Spannende Entdeckung zur Soldatenkaiserzeit

...nur "interessant"? Das finde ich etwas untertrieben ;) Vermutlich wird Wolfram (die Goten) nicht schlecht staunen, dass eine neue (bzw. verloren geglaubte) Quelle aufgetaucht ist.
 
Das finde ich auch hochinteressant. Dexippos lebte selbst im 3. Jhdt. n. Chr. und war Zeitgenosse, teilweise sogar Zeitzeuge der angedeuteten Ereignisse.

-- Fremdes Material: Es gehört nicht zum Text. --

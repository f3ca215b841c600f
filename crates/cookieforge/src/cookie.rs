//! Cookie headers: reading the inbound `Cookie` header and rendering the
//! outbound `Set-Cookie` header.
//!
//! Cookieforge doesn't own an HTTP stack. The manager hands back a
//! [`SetCookie`] value and your framework writes it out, either field by
//! field or as the rendered header string from its `Display` impl.

use std::fmt;

/// An outbound session cookie.
///
/// `max_age` follows the usual server convention:
///
/// | `max_age` | Meaning                                   | Rendered         |
/// |-----------|-------------------------------------------|------------------|
/// | `0`       | no explicit lifetime (browser-session)    | *(omitted)*      |
/// | `> 0`     | keep for this many seconds                | `Max-Age=<n>`    |
/// | `< 0`     | delete the cookie now                     | `Max-Age=0`      |
#[derive(Debug, Clone, PartialEq, Eq)]
pub struct SetCookie {
    pub name: String,
    pub value: String,
    pub domain: String,
    pub path: String,
    pub secure: bool,
    /// Always `true` for session cookies: scripts have no business
    /// reading them.
    pub http_only: bool,
    pub max_age: i64,
}

impl SetCookie {
    /// Returns `true` if this cookie tells the browser to delete itself.
    pub fn is_removal(&self) -> bool {
        self.max_age < 0
    }
}

/// Renders the `Set-Cookie` header value.
///
/// ```rust
/// use cookieforge::SetCookie;
///
/// let cookie = SetCookie {
///     name: "sid".into(),
///     value: "abc".into(),
///     domain: String::new(),
///     path: "/".into(),
///     secure: true,
///     http_only: true,
///     max_age: -1,
/// };
/// assert_eq!(cookie.to_string(), "sid=abc; Path=/; Max-Age=0; HttpOnly; Secure");
/// ```
impl fmt::Display for SetCookie {
    fn fmt(&self, f: &mut fmt::Formatter<'_>) -> fmt::Result {
        write!(f, "{}={}", self.name, self.value)?;
        if !self.path.is_empty() {
            write!(f, "; Path={}", self.path)?;
        }
        if !self.domain.is_empty() {
            write!(f, "; Domain={}", self.domain)?;
        }
        if self.max_age > 0 {
            write!(f, "; Max-Age={}", self.max_age)?;
        } else if self.max_age < 0 {
            f.write_str("; Max-Age=0")?;
        }
        if self.http_only {
            f.write_str("; HttpOnly")?;
        }
        if self.secure {
            f.write_str("; Secure")?;
        }
        Ok(())
    }
}

/// Finds a cookie's value in a `Cookie` request header.
///
/// The header is a `;`-separated list of `name=value` pairs. Returns the
/// first value whose name matches exactly, with surrounding double quotes
/// removed. Pairs without `=` are skipped.
///
/// ```rust
/// use cookieforge::cookie_value;
///
/// let header = "theme=dark; session=abc123; lang=en";
/// assert_eq!(cookie_value(header, "session"), Some("abc123"));
/// assert_eq!(cookie_value(header, "missing"), None);
/// ```
pub fn cookie_value<'a>(header: &'a str, name: &str) -> Option<&'a str> {
    header
        .split(';')
        .filter_map(|pair| pair.trim().split_once('='))
        .find(|(key, _)| key.trim() == name)
        .map(|(_, value)| {
            let value = value.trim();
            value
                .strip_prefix('"')
                .and_then(|v| v.strip_suffix('"'))
                .unwrap_or(value)
        })
}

Bislang sind wir dafür im Wesentlichen auf Iordanes angewiesen, der aber erst im 6. Jhdt. schrieb. (Die Decius-Biographie der Historia Augusta ist verlorengegangen, und Zosimos hält sich dazu recht knapp.) Die Zuverlässigkeit von Iordanes wird unterschiedlich beurteilt, es wird also spannend, inwieweit er von Dexippos bestätigt wird, oder anders formuliert, ob er eigentlich bei dieser Sache Dexippos (den er zumindest an anderer Stelle als Quelle benützte) folgte (wovon ich eigentlich ausgehe).
Zugleich ist das aber auch hochinteressant hinsichtlich der frühen Geschichte der Goten. Insbesondere die Historizität von Ostrogotha wird mitunter (meiner Meinung nach zu unrecht) bezweifelt, aber wenn auch Dexippos ihn erwähnt, kann eigentlich kein Zweifel mehr bestehen.
Übrigens müsste Ostrogotha nach den bisher bekannten Informationen ca. 249/250 gestorben sein; insofern ist die Aussage im Artikel, er sollte laut bisher bekannten Quellen zu dieser Zeit gar nicht gelebt haben, für mich nicht nachvollziehbar.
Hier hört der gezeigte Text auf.